The increasing use of organic micropollutants (OMPs) such as pharmaceuticals, personal care products, hormones, industrial chemicals and pesticides and the lack of specific removal technologies lead to their presence in sewage, surface, ground, drinking water and in biosolid-amended soils. Although OMPs are present at trace concentrations, some of them pose a potential risk to human health and the environment due to their persistence and bioaccumulation.
Mitigation strategies of OMPs in sewage treatment plants could be based on optimizing the removal capacity of technologies that have already been implemented in the several steps of wastewater treatment. Anaerobic digestion (AD), the main stabilization process of sewage sludge, could play a key role on removing OMPs and on reducing their toxic effects in sewage sludge, which is a sink where many OMPs accumulate. Due to the lack of knowledge regarding the fate of OMPs during AD, it is hard to develop efficient strategies to promote their complete removal. Therefore, this Thesis aims to go one step forward from just reporting removal efficiencies to fully understand the factors governing the anaerobic biotransformation of OMPs.
For that purpose, the influence of different operational parameters on genotoxicity, estrogenicity and OMP removal from real (unspiked) sewage sludge was evaluated. Afterwards, the contribution of the acetogenic-methanogenic step on the anaerobic biotransformation of OMPs was investigated. Furthermore, the role of several enzymatic pathways on the anaerobic biotransformation of OMPs was studied. Finally, the mechanistic limitations that hinder a complete removal of many OMPs in anaerobic processes were addressed.
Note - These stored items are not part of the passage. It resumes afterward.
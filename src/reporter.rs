use std::path::{Path, PathBuf};

use encoding_rs::Encoding;
use log::{error, info};

use crate::aggregate::{render_file_table, GroupPartition};
use crate::classifier::DELIMITER;
use crate::config::ReportConfig;
use crate::error::Result;
use crate::filter::{split_list, RecordFilter};
use crate::identifiers::IdentifierExtractor;
use crate::models::LogRecord;
use crate::observer::ParseObserver;
use crate::parser::parse_log;
use crate::textio::{read_text, resolve_encoding, write_text};

/// Filtered records in chronological order, plus parse statistics.
#[derive(Debug, Default)]
pub struct WorkingSet {
    pub records: Vec<LogRecord>,
    pub parsed: usize,
    pub malformed: usize,
}

/// What a run produced. Failed outputs do not stop the others.
#[derive(Debug, Default)]
pub struct RunSummary {
    pub parsed: usize,
    pub malformed: usize,
    pub kept: usize,
    pub written: Vec<PathBuf>,
    pub failed: Vec<(PathBuf, String)>,
}

pub struct LogReporter {
    config: ReportConfig,
    encoding: &'static Encoding,
    filter: RecordFilter,
    extractor: IdentifierExtractor,
}

impl LogReporter {
    /// Validates encoding and patterns up front so a bad setting fails the
    /// run before any output is touched.
    pub fn new(config: ReportConfig) -> Result<Self> {
        let encoding = resolve_encoding(&config.encoding)?;
        let filter = RecordFilter::new(
            &config.users,
            &config.include_messages,
            &config.exclude_messages,
        )?;
        let extractor = IdentifierExtractor::new(&config.identifier_prefix)?;

        Ok(LogReporter {
            config,
            encoding,
            filter,
            extractor,
        })
    }

    pub fn config(&self) -> &ReportConfig {
        &self.config
    }

    /// Parses the input export and builds the working set.
    ///
    /// Exports list newest changesets first; the working set is oldest first.
    pub fn collect_history(&self, observer: &mut dyn ParseObserver) -> Result<WorkingSet> {
        info!("Parsing {}", self.config.input.display());
        let text = read_text(&self.config.input, self.encoding)?;
        let outcome = parse_log(text.lines(), observer);

        let mut records: Vec<LogRecord> = outcome
            .records
            .into_iter()
            .filter(|record| self.filter.includes(record))
            .collect();
        records.reverse();

        info!(
            "Kept {} of {} changesets ({} malformed)",
            records.len(),
            outcome.blocks,
            outcome.malformed
        );

        Ok(WorkingSet {
            records,
            parsed: outcome.blocks,
            malformed: outcome.malformed,
        })
    }

    /// Writes every configured output for the working set.
    pub fn save_reports(&self, working_set: &WorkingSet) -> RunSummary {
        let mut summary = RunSummary {
            parsed: working_set.parsed,
            malformed: working_set.malformed,
            kept: working_set.records.len(),
            ..Default::default()
        };
        let records: Vec<&LogRecord> = working_set.records.iter().collect();

        if !self.config.dump_file.is_empty() {
            let path = self.config.output_root.join(&self.config.dump_file);
            let text = render_dump(&records);
            self.write_output(&path, &text, &mut summary);
        }

        if !self.config.statistics_file.is_empty() {
            let path = self.config.output_root.join(&self.config.statistics_file);
            self.save_file_statistics(&records, &path, &mut summary);
        }

        let group_keys = split_list(&self.config.group_keys, ',');
        if !group_keys.is_empty() {
            let partition = GroupPartition::new(&records, &group_keys);
            for (name, group) in partition.non_empty() {
                let path = self.config.output_root.join(format!("{}.csv", name));
                self.save_file_statistics(group, &path, &mut summary);
            }
        }

        summary
    }

    /// Full pipeline: parse, filter, write.
    pub fn run(&self, observer: &mut dyn ParseObserver) -> Result<RunSummary> {
        let working_set = self.collect_history(observer)?;
        Ok(self.save_reports(&working_set))
    }

    fn save_file_statistics(&self, records: &[&LogRecord], path: &Path, summary: &mut RunSummary) {
        let mut text = render_file_table(records);

        if self.config.export_identifiers {
            let group_key = path
                .file_stem()
                .map(|stem| stem.to_string_lossy().into_owned())
                .unwrap_or_default();

            text.push_str(DELIMITER);
            text.push('\n');
            for line in self.extractor.summarize(&group_key, records) {
                text.push_str(&line.to_string());
                text.push('\n');
            }
        }

        self.write_output(path, &text, summary);
    }

    fn write_output(&self, path: &Path, text: &str, summary: &mut RunSummary) {
        match write_text(path, text, self.encoding) {
            Ok(()) => {
                info!("Wrote {}", path.display());
                summary.written.push(path.to_path_buf());
            }
            Err(err) => {
                error!("Skipping {}: {}", path.display(), err);
                summary.failed.push((path.to_path_buf(), err.to_string()));
            }
        }
    }
}

/// Renders records back into the export format.
pub fn render_dump(records: &[&LogRecord]) -> String {
    records.iter().map(|record| record.to_string()).collect()
}
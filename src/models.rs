use std::fmt;

use crate::classifier::{labels, DELIMITER};

/// One file touched by a changeset.
#[derive(Debug, Clone, PartialEq, Eq)]
pub struct ChangeItem {
    pub status: String,
    pub path: String,
}

/// One changeset parsed from a history export.
#[derive(Debug, Clone, Default, PartialEq, Eq)]
pub struct LogRecord {
    pub changeset: String,
    pub author: String,
    /// Kept verbatim, the export's date format is locale dependent.
    pub date: String,
    pub message: String,
    pub items: Vec<ChangeItem>,
}

impl LogRecord {
    /// Records without a changeset id are kept but reported as malformed.
    pub fn is_malformed(&self) -> bool {
        self.changeset.is_empty()
    }
}

impl fmt::Display for ChangeItem {
    fn fmt(&self, f: &mut fmt::Formatter<'_>) -> fmt::Result {
        writeln!(f, "  {} {}", self.status, self.path)
    }
}

/// Renders the record in the export block format, so a dump can be fed
/// back in as input.
impl fmt::Display for LogRecord {
    fn fmt(&self, f: &mut fmt::Formatter<'_>) -> fmt::Result {
        writeln!(f, "{}", DELIMITER)?;
        writeln!(f, "{}: {}", labels::CHANGESET, self.changeset)?;
        writeln!(f, "{}: {}", labels::USER, self.author)?;
        writeln!(f, "{}: {}", labels::DATE, self.date)?;
        writeln!(f)?;
        writeln!(f, "{}: ", labels::MESSAGE)?;
        writeln!(f, "{}", self.message)?;
        writeln!(f)?;
        writeln!(f, "{}:", labels::ITEMS)?;
        for item in &self.items {
            write!(f, "{}", item)?;
        }
        writeln!(f)
    }
}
AD has demonstrated the capacity to remove several OMPs and even to reduce their toxic effects of sewage sludge. Operating the digesters under thermophilic instead of mesophilic conditions improved the quality of digested sludge in terms of estrogenicity. In contrast, other operational parameters (i.e., sludge retention time and organic loading rate, in the usual range) did not have any positive impact on OMP elimination. It was proved that methanogenesis is an important anaerobic step for the biotransformation of some OMPs and that there is not a direct relationship between the phase distribution (liquid or solid) of the compounds and their biotransformation degree. Several enzymes active in the AD steps and belonging to different enzymatic classes (i.e., oxidoreductases, transferases, hydrolases and lyases) are proposed as candidates for the biotransformation of OMPs. Their action towards OMPs is strictly dependent on their affinity to the chemical structure of the compound. Finally, the reversibility of enzymatic reactions is proposed as the main restriction impeding a complete anaerobic biotransformation of many OMPs; yet, a decrease in the compound bioavailability by sequestration cannot be ruled out.
The resulting insights from this Thesis intend to answer several research questions that need to be figured out to develop feasible and efficient strategies for a safer sludge disposal.